What is needed:
Quote each line exactly, from the line that contains "if !result.unreadable.is_empty() ||" down to the last line of the listing, and no other lines.

Records for this exercise:
//! Output formatting for lint results.
//!
//! Supports three output formats:
//! - Pretty: colored terminal output for human readability
//! - JSON: structured output for programmatic consumption
//! - SARIF: Static Analysis Results Interchange Format for IDE/CI integration

use colored::*;
use serde::{Deserialize, Serialize};
use std::collections::BTreeSet;
use std::io::Write;
use std::path::Path;

use crate::check::{LintResult, PARSING_ERROR_RULE_KEY};
use crate::issue::{Issue, Severity};

/// Output format selected on the command line.
#[derive(Debug, Clone, Copy, PartialEq, Eq)]
pub enum Format {
    Pretty,
    Json,
    Sarif,
}

impl std::str::FromStr for Format {
    type Err = String;

    fn from_str(s: &str) -> Result<Self, Self::Err> {
        match s {
            "pretty" => Ok(Format::Pretty),
            "json" => Ok(Format::Json),
            "sarif" => Ok(Format::Sarif),
            _ => Err(format!(
                "invalid format {:?}, must be 'pretty', 'json', or 'sarif'",
                s
            )),
        }
    }
}

// =============================================================================
// JSON Format
// =============================================================================

#[derive(Serialize, Deserialize)]
pub struct JsonReport {
    pub version: String,
    pub path: String,
    pub passed: bool,
    pub files_scanned: usize,
    pub invalid_files: usize,
    pub issues: Vec<JsonIssue>,
    #[serde(default, skip_serializing_if = "Vec::is_empty")]
    pub suppressed: Vec<JsonIssue>,
    pub suppressed_count: usize,
    #[serde(default, skip_serializing_if = "Vec::is_empty")]
    pub unreadable: Vec<JsonFileError>,
    #[serde(default, skip_serializing_if = "Vec::is_empty")]
    pub errors: Vec<JsonFileError>,
}

#[derive(Serialize, Deserialize)]
pub struct JsonIssue {
    pub rule: String,
    pub severity: String,
    pub file: String,
    pub line: usize,
    pub column: usize,
    pub message: String,
    pub syntax_error: bool,
}

#[derive(Serialize, Deserialize)]
pub struct JsonFileError {
    pub file: String,
    #[serde(default, skip_serializing_if = "Option::is_none")]
    pub rule: Option<String>,
    pub message: String,
}

/// Build the JSON report structure.
pub fn json_report(path: &str, result: &LintResult, passed: bool) -> JsonReport {
    let issues = result
        .issues()
        .map(|(file, issue)| issue_to_json(file, issue))
        .collect();

    let suppressed = result
        .files
        .iter()
        .flat_map(|f| f.suppressed.iter().map(move |s| issue_to_json(&f.path, &s.issue)))
        .collect();

    JsonReport {
        version: env!("CARGO_PKG_VERSION").to_string(),
        path: path.to_string(),
        passed,
        files_scanned: result.scanned(),
        invalid_files: result.invalid_file_count(),
        issues,
        suppressed,
        suppressed_count: result.suppressed_count(),
        unreadable: result
            .unreadable
            .iter()
            .map(|u| JsonFileError {
                file: u.path.clone(),
                rule: None,
                message: u.message.clone(),
            })
            .collect(),
        errors: result
            .errors
            .iter()
            .map(|e| JsonFileError {
                file: e.path.clone(),
                rule: Some(e.rule.clone()),
                message: e.message.clone(),
            })
            .collect(),
    }
}

/// Write results in JSON format.
pub fn write_json<W: Write>(out: &mut W, path: &str, result: &LintResult, passed: bool) -> anyhow::Result<()> {
    let report = json_report(path, result, passed);
    let json = serde_json::to_string_pretty(&report)?;
    writeln!(out, "{}", json)?;
    Ok(())
}

fn rule_of(issue: &Issue) -> &str {
    issue.rule_key().unwrap_or(PARSING_ERROR_RULE_KEY)
}

fn issue_to_json(file: &str, issue: &Issue) -> JsonIssue {
    JsonIssue {
        rule: rule_of(issue).to_string(),
        severity: issue.severity.to_string(),
        file: file.to_string(),
        line: issue.location.line,
        column: issue.location.column,
        message: issue.message.clone(),
        syntax_error: issue.is_syntax_error(),
    }
}

// =============================================================================
// SARIF Format
// =============================================================================

const SARIF_VERSION: &str = "2.1.0";
const SARIF_SCHEMA: &str = "https://raw.githubusercontent.com/oasis-tcs/sarif-spec/master/Schemata/sarif-schema-2.1.0.json";
const TOOL_NAME: &str = "yamlcheck";

#[derive(Serialize, Deserialize)]
pub struct SarifReport {
    pub version: String,
    #[serde(rename = "$schema")]
    pub schema: String,
    pub runs: Vec<SarifRun>,
}

#[derive(Serialize, Deserialize)]
pub struct SarifRun {
    pub tool: SarifTool,
    pub results: Vec<SarifResult>,
}

#[derive(Serialize, Deserialize)]
pub struct SarifTool {
    pub driver: SarifDriver,
}

#[derive(Serialize, Deserialize)]
pub struct SarifDriver {
    pub name: String,
    pub version: String,
    pub rules: Vec<SarifRule>,
}

#[derive(Serialize, Deserialize)]
pub struct SarifRule {
    pub id: String,
    #[serde(rename = "shortDescription")]
    pub short_description: SarifMessage,
}

#[derive(Serialize, Deserialize)]
pub struct SarifResult {
    #[serde(rename = "ruleId")]
    pub rule_id: String,
    pub level: String,
    pub message: SarifMessage,
    pub locations: Vec<SarifLocation>,
}

#[derive(Serialize, Deserialize)]
pub struct SarifMessage {
    pub text: String,
}

#[derive(Serialize, Deserialize)]
pub struct SarifLocation {
    #[serde(rename = "physicalLocation")]
    pub physical_location: SarifPhysicalLocation,
}

#[derive(Serialize, Deserialize)]
pub struct SarifPhysicalLocation {
    #[serde(rename = "artifactLocation")]
    pub artifact_location: SarifArtifact,
    pub region: SarifRegion,
}

#[derive(Serialize, Deserialize)]
pub struct SarifArtifact {
    pub uri: String,
}

#[derive(Serialize, Deserialize)]
pub struct SarifRegion {
    #[serde(rename = "startLine")]
    pub start_line: usize,
    #[serde(rename = "startColumn", skip_serializing_if = "Option::is_none")]
    pub start_column: Option<usize>,
}

fn rule_description(rule_id: &str) -> String {
    match rule_id {
        PARSING_ERROR_RULE_KEY => "YAML content cannot be parsed".to_string(),
        other => format!("Reported by the {} rule", other),
    }
}

fn map_severity_to_level(severity: Severity) -> &'static str {
    match severity {
        Severity::Error => "error",
        Severity::Warning => "warning",
        Severity::Info => "note",
    }
}

fn make_relative_path(file_path: &str, base_path: &Path) -> String {
    if base_path.to_string_lossy().is_empty() {
        return file_path.to_string();
    }

    let file = Path::new(file_path);

    // If they're the same (single file scan), return just the filename
    if file == base_path {
        return file
            .file_name()
            .map(|n| n.to_string_lossy().to_string())
            .unwrap_or_else(|| file_path.to_string());
    }

    file.strip_prefix(base_path)
        .map(|p| p.to_string_lossy().replace('\\', "/"))
        .unwrap_or_else(|_| file_path.to_string())
}

/// Build the SARIF report structure.
pub fn sarif_report(base_path: &Path, result: &LintResult) -> SarifReport {
    let rule_ids: BTreeSet<&str> = result.issues().map(|(_, i)| rule_of(i)).collect();

    let rules = rule_ids
        .iter()
        .map(|id| SarifRule {
            id: id.to_string(),
            short_description: SarifMessage {
                text: rule_description(id),
            },
        })
        .collect();

    let results = result
        .issues()
        .map(|(file, issue)| SarifResult {
            rule_id: rule_of(issue).to_string(),
            level: map_severity_to_level(issue.severity).to_string(),
            message: SarifMessage {
                text: issue.message.clone(),
            },
            locations: vec![SarifLocation {
                physical_location: SarifPhysicalLocation {
                    artifact_location: SarifArtifact {
                        uri: make_relative_path(file, base_path),
                    },
                    region: SarifRegion {
                        start_line: issue.location.line.max(1),
                        start_column: (issue.location.column > 0).then_some(issue.location.column),
                    },
                },
            }],
        })
        .collect();

    SarifReport {
        version: SARIF_VERSION.to_string(),
        schema: SARIF_SCHEMA.to_string(),
        runs: vec![SarifRun {
            tool: SarifTool {
                driver: SarifDriver {
                    name: TOOL_NAME.to_string(),
                    version: env!("CARGO_PKG_VERSION").to_string(),
                    rules,
                },
            },
            results,
        }],
    }
}

/// Write results in SARIF format.
pub fn write_sarif<W: Write>(out: &mut W, base_path: &Path, result: &LintResult) -> anyhow::Result<()> {
    let report = sarif_report(base_path, result);
    let json = serde_json::to_string_pretty(&report)?;
    writeln!(out, "{}", json)?;
    Ok(())
}

// =============================================================================
// Pretty Format
// =============================================================================

/// Write results in pretty (human-readable) format.
pub fn write_pretty<W: Write>(
    out: &mut W,
    path: &str,
    result: &LintResult,
    passed: bool,
    show_suppressed: bool,
) -> anyhow::Result<()> {
    writeln!(out)?;
    writeln!(out, "  {} v{}", "yamlcheck".cyan().bold(), env!("CARGO_PKG_VERSION"))?;
    writeln!(out)?;
    writeln!(out, "  {}{}", "Scanning: ".dimmed(), path)?;
    writeln!(out)?;

    for file in &result.files {
        if file.issues.is_empty() && (file.suppressed.is_empty() || !show_suppressed) {
            continue;
        }

        writeln!(out, "  {}", file.path.blue())?;
        for issue in &file.issues {
            writeln!(
                out,
                "    {} {:<8} {:<20} {}",
                severity_tag(issue.severity),
                issue.location.to_string().dimmed(),
                rule_of(issue).dimmed(),
                issue.message
            )?;
        }
        if show_suppressed {
            for s in &file.suppressed {
                let mut line = format!(
                    "    {} {:<8} {:<20} {}",
                    "SKIP ".dimmed(),
                    s.issue.location.to_string(),
                    rule_of(&s.issue),
                    s.issue.message
                );
                if !s.suppression.reason.is_empty() {
                    line.push_str(&format!(" (reason: {:?})", s.suppression.reason));
                }
                writeln!(out, "{}", line.dimmed())?;
            }
        }
        writeln!(out)?;
    }

    for u in &result.unreadable {
        writeln!(out, "  {} {}", "UNREADABLE".red(), u.message)?;
    }
    for e in &result.errors {
        writeln!(out, "  {} {} [{}]: {}", "CHECK FAILED".red(), e.path, e.rule, e.message)?;
    }
    if !result.unreadable.is_empty() || !result.errors.is_empty() {
        writeln!(out)?;
    }

    write!(
        out,
        "  {} files, {} issues, {} with syntax errors",
        result.scanned(),
        result.issue_count(),
        result.invalid_file_count()
    )?;
    let suppressed = result.suppressed_count();
    if suppressed > 0 {
        write!(out, "  {}", format!("({} suppressed)", suppressed).dimmed())?;
    }
    writeln!(out)?;

    if passed {
        writeln!(out, "  {}", "✓ PASS".green())?;
    } else {
        writeln!(out, "  {}", "✗ FAIL".red())?;
    }
    writeln!(out)?;
    Ok(())
}

fn severity_tag(severity: Severity) -> ColoredString {
    match severity {
        Severity::Error => "ERROR".red(),
        Severity::Warning => "WARN ".yellow(),
        Severity::Info => "INFO ".blue(),
    }
}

Output below:
    if !result.unreadable.is_empty() || !result.errors.is_empty() {
        writeln!(out)?;
    }

    write!(
        out,
        "  {} files, {} issues, {} with syntax errors",
        result.scanned(),
        result.issue_count(),
        result.invalid_file_count()
    )?;
    let suppressed = result.suppressed_count();
    if suppressed > 0 {
        write!(out, "  {}", format!("({} suppressed)", suppressed).dimmed())?;
    }
    writeln!(out)?;

    if passed {
        writeln!(out, "  {}", "✓ PASS".green())?;
    } else {
        writeln!(out, "  {}", "✗ FAIL".red())?;
    }
    writeln!(out)?;
    Ok(())
}

fn severity_tag(severity: Severity) -> ColoredString {
    match severity {
        Severity::Error => "ERROR".red(),
        Severity::Warning => "WARN ".yellow(),
        Severity::Info => "INFO ".blue(),
    }
}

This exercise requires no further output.